2.1 Microbiota analyses
We used Usearch (v11, https://drive5.com/usearch/) suite to make the operational taxonomic unit (OTU) analysis. First, we checked the quality and metrics of the samples using FastQC. Trimming and merging of the reads were done by Usearch command fasq_mergepairs. The fastq_filter command was used to filter the merged sequences, only retaining those that had at least 335 pb and a maximum of 1 error (maxee 1.0). We followed the uparse pipeline from Usearch (http://www.drive5.com/usearch/manual/uparse_pipeline.html) for the OTU analysis. First of all, we dereplicated the sequences, identifying unique sequences. Next we used the clusterotus command to discard single unique reads (with the option, minsize 2), eliminate the chimeras, and cluster the OTUs, using the UPARSE algorithm (http://www.drive5.com/usearch/manual/uparseotu_algo.html). This clusterization was done at 97% identity. The original input sequences were mapped onto the OTUs with 97% similarity using the otutab command. The taxonomy assignation of the OTUs was made using the SINTAX algorithm with the command sintax at 99% of identity, and the GreenGenes database v13.5.

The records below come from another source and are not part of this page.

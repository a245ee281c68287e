// Copyright (C) 2023 Tristan Gerritsen <tristan@thewoosh.org>
// All Rights Reserved.

//! The parts shared by requests and responses, and the capability traits
//! through which they are accessed.
//!
//! Every `with_*` method returns a new value. The receiver is never altered.

use crate::{
    HeaderBag,
    HeaderValues,
    InvalidArgument,
    ProtocolVersion,
    Stream,
};

/// Values with a protocol version.
pub trait HasProtocolVersion: Sized {
    fn protocol_version(&self) -> &ProtocolVersion;

    fn with_protocol_version_value(&self, version: ProtocolVersion) -> Self;

    /// Returns a copy with the given version, e.g. `1.0` or `2`.
    fn with_protocol_version(&self, version: &str) -> Result<Self, InvalidArgument> {
        Ok(self.with_protocol_version_value(ProtocolVersion::parse(version)?))
    }
}

/// Values with header fields.
pub trait HasHeaders: Sized {
    fn headers(&self) -> &HeaderBag;

    /// Returns a copy where the header fields are replaced wholesale.
    fn with_headers(&self, headers: HeaderBag) -> Self;

    /// Returns the values of the header, or an empty slice when absent. The
    /// name is matched case-insensitively.
    fn header(&self, name: &str) -> &[String] {
        self.headers().get(name)
    }

    /// Returns the values of the header joined by `", "`.
    fn header_line(&self, name: &str) -> String {
        self.headers().get_line(name)
    }

    fn has_header(&self, name: &str) -> bool {
        self.headers().contains(name)
    }

    fn with_header(&self, name: &str, values: impl Into<HeaderValues>) -> Result<Self, InvalidArgument> {
        Ok(self.with_headers(self.headers().with_header(name, values)?))
    }

    fn with_added_header(&self, name: &str, values: impl Into<HeaderValues>) -> Result<Self, InvalidArgument> {
        Ok(self.with_headers(self.headers().with_added_header(name, values)?))
    }

    fn without_header(&self, name: &str) -> Self {
        self.with_headers(self.headers().without_header(name))
    }
}

/// Values with a body.
pub trait HasBody: Sized {
    /// Returns the body. The returned handle is shared with this value.
    fn body(&self) -> &Stream;

    fn with_body(&self, body: Stream) -> Self;
}

#[derive(Clone, Debug, Default)]
pub struct Message {
    protocol_version: ProtocolVersion,
    headers: HeaderBag,
    body: Stream,
}

impl Message {
    /// A `1.1` message without headers and with an empty in-memory body.
    pub fn new() -> Self {
        Self::default()
    }
}

impl HasProtocolVersion for Message {
    fn protocol_version(&self) -> &ProtocolVersion {
        &self.protocol_version
    }

    fn with_protocol_version_value(&self, protocol_version: ProtocolVersion) -> Self {
        Self {
            protocol_version,
            ..self.clone()
        }
    }
}

impl HasHeaders for Message {
    fn headers(&self) -> &HeaderBag {
        &self.headers
    }

    fn with_headers(&self, headers: HeaderBag) -> Self {
        Self {
            headers,
            ..self.clone()
        }
    }
}

impl HasBody for Message {
    fn body(&self) -> &Stream {
        &self.body
    }

    fn with_body(&self, body: Stream) -> Self {
        Self {
            body,
            ..self.clone()
        }
    }
}

/// Implements the capability traits for a type that wraps a [`Message`] (or
/// another value implementing them) in the given field. With `headers`,
/// [`HasHeaders`] is forwarded as well, including `without_header`.
macro_rules! delegate_message {
    ($type:ty, $field:ident) => {
        impl $crate::HasProtocolVersion for $type {
            fn protocol_version(&self) -> &$crate::ProtocolVersion {
                $crate::HasProtocolVersion::protocol_version(&self.$field)
            }

            fn with_protocol_version_value(&self, version: $crate::ProtocolVersion) -> Self {
                Self {
                    $field: $crate::HasProtocolVersion::with_protocol_version_value(&self.$field, version),
                    ..self.clone()
                }
            }
        }

        impl $crate::HasBody for $type {
            fn body(&self) -> &$crate::Stream {
                $crate::HasBody::body(&self.$field)
            }

            fn with_body(&self, body: $crate::Stream) -> Self {
                Self {
                    $field: $crate::HasBody::with_body(&self.$field, body),
                    ..self.clone()
                }
            }
        }
    };

    ($type:ty, $field:ident, headers) => {
        $crate::message::delegate_message!($type, $field);

        impl $crate::HasHeaders for $type {
            fn headers(&self) -> &$crate::HeaderBag {
                $crate::HasHeaders::headers(&self.$field)
            }

            fn with_headers(&self, headers: $crate::HeaderBag) -> Self {
                Self {
                    $field: $crate::HasHeaders::with_headers(&self.$field, headers),
                    ..self.clone()
                }
            }

            fn without_header(&self, name: &str) -> Self {
                Self {
                    $field: $crate::HasHeaders::without_header(&self.$field, name),
                    ..self.clone()
                }
            }
        }
    };
}

pub(crate) use delegate_message;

Six different α-diversity indices were estimated: richness/observed OTU, Chao1 Richness, Abundance-based Coverage Estimator, Shannon–Wiener index, Equitability, Simpson, Inverse Simpson, and Dominance for diet, gender, and ART. Differences in α-diversity were estimated using a paired Wilcoxon rank test for diet for univariate analysis and Nonlinear Mixed-Effects Models for multivariate analysis.
For β-diversity analyses, Bray–Curtis (BC), unweighted, and weighted UniFrac distances (wUniFrac) were calculated with permutational multivariate analysis of variance (PERMANOVA) which was performed on the OTU abundance profile of all samples to assess the effect of diet on β-diversity, 999 permutations were used to obtain the permuted P-value in R.
The relative abundance of each OTU was calculated for each sample, and the OTUs were combined at phylum, genus, and species levels. For each sample type, the overall abundance of each level was calculated by taking the sum of relative abundances by levels in all subjects. Taxa with a lower abundance of 1% were joined into the same category.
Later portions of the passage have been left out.